impl CollaborationHub {
    /// Create a new hub with default configuration.
    #[must_use]
    pub fn new() -> Self {
        Self::with_config(HubConfig::default())
    }

    /// Create a new hub with custom configuration.
    #[must_use]
    pub fn with_config(config: HubConfig) -> Self {
        info!("Creating hub with config: {:?}", config);
        let directory = RoomDirectory::with_config(DirectoryConfig {
            max_rooms: config.max_rooms,
            history_capacity: config.history_capacity.max(config.recent_message_limit),
        });
        Self {
            state: Mutex::new(HubState {
                presence: PresenceStore::new(),
                directory,
            }),
            registry: ConnectionRegistry::new(),
            config,
        }
    }

    /// Get the connection registry.
    #[must_use]
    pub fn registry(&self) -> &ConnectionRegistry {
        &self.registry
    }

    fn lock(&self) -> MutexGuard<'_, HubState> {
        self.state.lock().unwrap_or_else(PoisonError::into_inner)
    }

    /// Open a session for a new connection.
    ///
    /// Returns the session and the receiver of frames addressed to it. The
    /// receiver yields `None` once the hub drops the connection's handle,
    /// e.g. after a newer connection took over the same user ID.
    #[must_use]
    pub fn open_session(&self) -> (Session, mpsc::Receiver<Frame>) {
        let (handle, rx) = ConnectionHandle::with_capacity(self.config.outbound_queue);
        debug!(connection = %handle.id(), "Session opened");
        let session = Session {
            connection_id: handle.id().clone(),
            binding: Binding::Pending(handle),
        };
        (session, rx)
    }

    /// Apply one client event.
    ///
    /// # Errors
    ///
    /// Returns an error if the event's precondition does not hold. Nothing is
    /// changed or sent in that case.
    pub fn handle_event(&self, session: &mut Session, event: ClientEvent) -> Result<(), HubError> {
        let mut state = self.lock();
        let result = match event {
            ClientEvent::UserConnect { user_id, username } => {
                self.user_connect(&mut state, session, user_id, username)
            }
            ClientEvent::GetRooms => self.get_rooms(&state, session),
            ClientEvent::CreateRoom {
                name,
                description,
                is_private,
            } => self.create_room(
                &mut state,
                session,
                name,
                description.unwrap_or_default(),
                is_private.unwrap_or(false),
            ),
            ClientEvent::JoinRoom { room_id } => self.join_room(&mut state, session, room_id),
            ClientEvent::LeaveRoom => self.leave_room(&mut state, session),
            ClientEvent::SendMessage { content } => self.send_message(&mut state, session, content),
            ClientEvent::UpdateUsername { username } => {
                self.update_username(&mut state, session, username)
            }
        };
        self.reap(&mut state);
        result
    }

    /// Tear down a closed connection.
    ///
    /// If the connection still owns its user, the user leaves its room (the
    /// remaining members get `user_left`), its presence record is removed and
    /// its handle unregistered. A superseded connection changes nothing.
    pub fn disconnect(&self, session: Session) {
        let Binding::Bound(user_id) = session.binding else {
            debug!(connection = %session.connection_id, "Unidentified connection closed");
            return;
        };

        let mut state = self.lock();
        let owned = state
            .presence
            .get(&user_id)
            .is_some_and(|record| record.is_owned_by(&session.connection_id));

        if owned {
            self.teardown(&mut state, &user_id);
        } else {
            debug!(user = %user_id, connection = %session.connection_id, "Superseded connection closed");
        }
        self.reap(&mut state);
    }

    /// Get the observable state of a session.
    #[must_use]
    pub fn session_state(&self, session: &Session) -> SessionState {
        let Binding::Bound(user_id) = &session.binding else {
            return SessionState::Unidentified;
        };
        let state = self.lock();
        match state.presence.get(user_id) {
            Some(record) if record.is_owned_by(&session.connection_id) => {
                match &record.current_room {
                    Some(room_id) => SessionState::InRoom(room_id.clone()),
                    None => SessionState::Idle,
                }
            }
            _ => SessionState::Superseded,
        }
    }

    /// Get a snapshot of all rooms with member counts, in creation order.
    #[must_use]
    pub fn rooms(&self) -> Vec<RoomSummary> {
        self.lock().rooms_list()
    }

    /// Get the room a user is in.
    #[must_use]
    pub fn current_room(&self, user_id: &str) -> Option<RoomId> {
        self.lock()
            .presence
            .get(user_id)
            .and_then(|record| record.current_room.clone())
    }

    /// Get the display names of a room's members, in join order.
    #[must_use]
    pub fn member_names(&self, room_id: &str) -> Vec<String> {
        self.lock().member_names(room_id)
    }

    /// Get hub statistics.
    #[must_use]
    pub fn stats(&self) -> HubStats {
        let state = self.lock();
        HubStats {
            room_count: state.directory.len(),
            online_users: state.presence.len(),
            connections: self.registry.len(),
        }
    }

    fn user_connect(
        &self,
        state: &mut HubState,
        session: &mut Session,
        user_id: UserId,
        username: String,
    ) -> Result<(), HubError> {
        let handle = match &session.binding {
            Binding::Pending(handle) => handle.clone(),
            Binding::Bound(bound) => return Err(HubError::AlreadyIdentified(bound.clone())),
        };

        if state.presence.get(&user_id).is_some() {
            info!(user = %user_id, connection = %session.connection_id, "User reconnected, superseding old connection");
            self.teardown(state, &user_id);
        }

        state
            .presence
            .on_connect(&user_id, username, session.connection_id.clone());
        self.registry.register(&user_id, handle);
        // Drop the session's copy so the registry holds the only sender.
        session.binding = Binding::Bound(user_id.clone());

        debug!(user = %user_id, connection = %session.connection_id, "User connected");

        self.unicast(
            &user_id,
            &ServerEvent::RoomsList {
                rooms: state.rooms_list(),
            },
        );
        Ok(())
    }

    fn get_rooms(&self, state: &HubState, session: &Session) -> Result<(), HubError> {
        let user_id = Self::identify(state, session)?;
        self.unicast(
            &user_id,
            &ServerEvent::RoomsList {
                rooms: state.rooms_list(),
            },
        );
        Ok(())
    }

    fn create_room(
        &self,
        state: &mut HubState,
        session: &Session,
        name: String,
        description: String,
        is_private: bool,
    ) -> Result<(), HubError> {
        let user_id = Self::identify(state, session)?;
        let room = state
            .directory
            .create_room(name, description, is_private, &user_id)?;

        self.unicast(&user_id, &ServerEvent::RoomCreated { room: room.info() });
        Ok(())
    }

    fn join_room(
        &self,
        state: &mut HubState,
        session: &Session,
        room_id: RoomId,
    ) -> Result<(), HubError> {
        let user_id = Self::identify(state, session)?;
        let details = state
            .directory
            .get_room(&room_id)
            .map(|room| room.details())
            .ok_or_else(|| HubError::RoomNotFound(room_id.clone()))?;

        let (previous, username) = match state.presence.get(&user_id) {
            Some(record) => (record.current_room.clone(), record.display_name.clone()),
            None => return Err(HubError::Superseded(user_id)),
        };

        // Rejoining the current room runs the same leave-then-join sequence.
        if let Some(previous) = previous {
            state.directory.remove_member(&previous, &user_id);
            let users = state.member_names(&previous);
            self.broadcast(
                state,
                &previous,
                &ServerEvent::UserLeft {
                    username: username.clone(),
                    users,
                },
                Some(&user_id),
            );
        }

        state.directory.add_member(&room_id, &user_id);
        state
            .presence
            .set_current_room(&user_id, Some(room_id.clone()));

        let users = state.member_names(&room_id);
        let messages = state
            .directory
            .recent_messages(&room_id, self.config.recent_message_limit)
            .into_iter()
            .map(ChatMessage::to_view)
            .collect();

        debug!(user = %user_id, room = %room_id, "Joined room");

        self.unicast(
            &user_id,
            &ServerEvent::RoomJoined {
                room: details,
                messages,
                users: users.clone(),
            },
        );
        self.broadcast(
            state,
            &room_id,
            &ServerEvent::UserJoined { username, users },
            Some(&user_id),
        );
        Ok(())
    }

    fn leave_room(&self, state: &mut HubState, session: &Session) -> Result<(), HubError> {
        let user_id = Self::identify(state, session)?;
        let (room_id, username) = match state.presence.get(&user_id) {
            Some(record) => match &record.current_room {
                Some(room_id) => (room_id.clone(), record.display_name.clone()),
                None => return Err(HubError::NotInRoom(user_id)),
            },
            None => return Err(HubError::Superseded(user_id)),
        };

        state.directory.remove_member(&room_id, &user_id);
        state.presence.set_current_room(&user_id, None);

        debug!(user = %user_id, room = %room_id, "Left room");

        self.unicast(&user_id, &ServerEvent::RoomLeft);
        let users = state.member_names(&room_id);
        self.broadcast(
            state,
            &room_id,
            &ServerEvent::UserLeft { username, users },
            Some(&user_id),
        );
        Ok(())
    }

    fn send_message(
        &self,
        state: &mut HubState,
        session: &Session,
        content: String,
    ) -> Result<(), HubError> {
        let user_id = Self::identify(state, session)?;
        let message = match state.presence.get(&user_id) {
            Some(record) => match &record.current_room {
                Some(room_id) => ChatMessage::new(
                    room_id.clone(),
                    user_id.clone(),
                    record.display_name.clone(),
                    content,
                ),
                None => return Err(HubError::NotInRoom(user_id)),
            },
            None => return Err(HubError::Superseded(user_id)),
        };

        let room_id = message.room_id.clone();
        let event = ServerEvent::NewMessage {
            message: message.to_view(),
        };
        state.directory.append_message(message)?;

        // The sender is included: clients render their own messages from the echo.
        self.broadcast(state, &room_id, &event, None);
        Ok(())
    }

    fn update_username(
        &self,
        state: &mut HubState,
        session: &Session,
        username: String,
    ) -> Result<(), HubError> {
        let user_id = Self::identify(state, session)?;
        let old_username = state
            .presence
            .set_display_name(&user_id, username.clone())
            .ok_or_else(|| HubError::Superseded(user_id.clone()))?;

        debug!(user = %user_id, from = %old_username, to = %username, "Renamed");

        if !self.config.broadcast_renames || old_username == username {
            return Ok(());
        }
        let Some(room_id) = state
            .presence
            .get(&user_id)
            .and_then(|record| record.current_room.clone())
        else {
            return Ok(());
        };

        let users = state.member_names(&room_id);
        self.broadcast(
            state,
            &room_id,
            &ServerEvent::UserRenamed {
                old_username,
                username,
                users,
            },
            Some(&user_id),
        );
        Ok(())
    }

    /// Resolve the user a session speaks for.
    fn identify(state: &HubState, session: &Session) -> Result<UserId, HubError> {
        match &session.binding {
            Binding::Pending(_) => Err(HubError::NotIdentified),
            Binding::Bound(user_id) => match state.presence.get(user_id) {
                Some(record) if record.is_owned_by(&session.connection_id) => Ok(user_id.clone()),
                _ => Err(HubError::Superseded(user_id.clone())),
            },
        }
    }

    /// Remove every trace of a user: membership, presence and handle.
    fn teardown(&self, state: &mut HubState, user_id: &str) {
        let Some(record) = state.presence.remove(user_id) else {
            return;
        };

        if let Some(room_id) = &record.current_room {
            state.directory.remove_member(room_id, user_id);
            let users = state.member_names(room_id);
            self.broadcast(
                state,
                room_id,
                &ServerEvent::UserLeft {
                    username: record.display_name.clone(),
                    users,
                },
                Some(user_id),
            );
        }

        self.registry
            .unregister_connection(user_id, &record.connection_id);
        debug!(user = %user_id, connection = %record.connection_id, "User torn down");
    }

    /// Tear down users whose handles failed during delivery.
    ///
    /// Teardown broadcasts can produce further casualties, so this loops
    /// until none are left. Each pass removes at least one presence record.
    fn reap(&self, state: &mut HubState) {
        loop {
            let casualties = self.registry.take_casualties();
            if casualties.is_empty() {
                return;
            }
            for (user_id, connection_id) in casualties {
                let owned = state
                    .presence
                    .get(&user_id)
                    .is_some_and(|record| record.is_owned_by(&connection_id));
                if owned {
                    debug!(user = %user_id, connection = %connection_id, "Reaping failed connection");
                    self.teardown(state, &user_id);
                }
            }
        }
    }

    fn unicast(&self, user_id: &str, event: &ServerEvent) {
        if let Some(frame) = encode(event) {
            self.registry.send_to(user_id, &frame);
        }
    }

    /// Deliver an event to every member of a room except `exclude`.
    fn broadcast(&self, state: &HubState, room_id: &str, event: &ServerEvent, exclude: Option<&str>) {
        let Some(frame) = encode(event) else {
            return;
        };
        let mut recipients = 0;
        for member in state.directory.members(room_id) {
            if Some(member.as_str()) == exclude {
                continue;
            }
            self.registry.send_to(member, &frame);
            recipients += 1;
        }
        debug!(room = %room_id, event = event.kind(), recipients, "Broadcast");
    }
}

§ WHAT IS EXPECTED: Retype only this portion of the data above: the line containing "let casualties = self.registry.take_casualties();", the line containing "if Some(member.as_str()) == exclude", and all lines between them, exactly.

§ TASK RESPONSE:
            let casualties = self.registry.take_casualties();
            if casualties.is_empty() {
                return;
            }
            for (user_id, connection_id) in casualties {
                let owned = state
                    .presence
                    .get(&user_id)
                    .is_some_and(|record| record.is_owned_by(&connection_id));
                if owned {
                    debug!(user = %user_id, connection = %connection_id, "Reaping failed connection");
                    self.teardown(state, &user_id);
                }
            }
        }
    }

    fn unicast(&self, user_id: &str, event: &ServerEvent) {
        if let Some(frame) = encode(event) {
            self.registry.send_to(user_id, &frame);
        }
    }

    /// Deliver an event to every member of a room except `exclude`.
    fn broadcast(&self, state: &HubState, room_id: &str, event: &ServerEvent, exclude: Option<&str>) {
        let Some(frame) = encode(event) else {
            return;
        };
        let mut recipients = 0;
        for member in state.directory.members(room_id) {
            if Some(member.as_str()) == exclude {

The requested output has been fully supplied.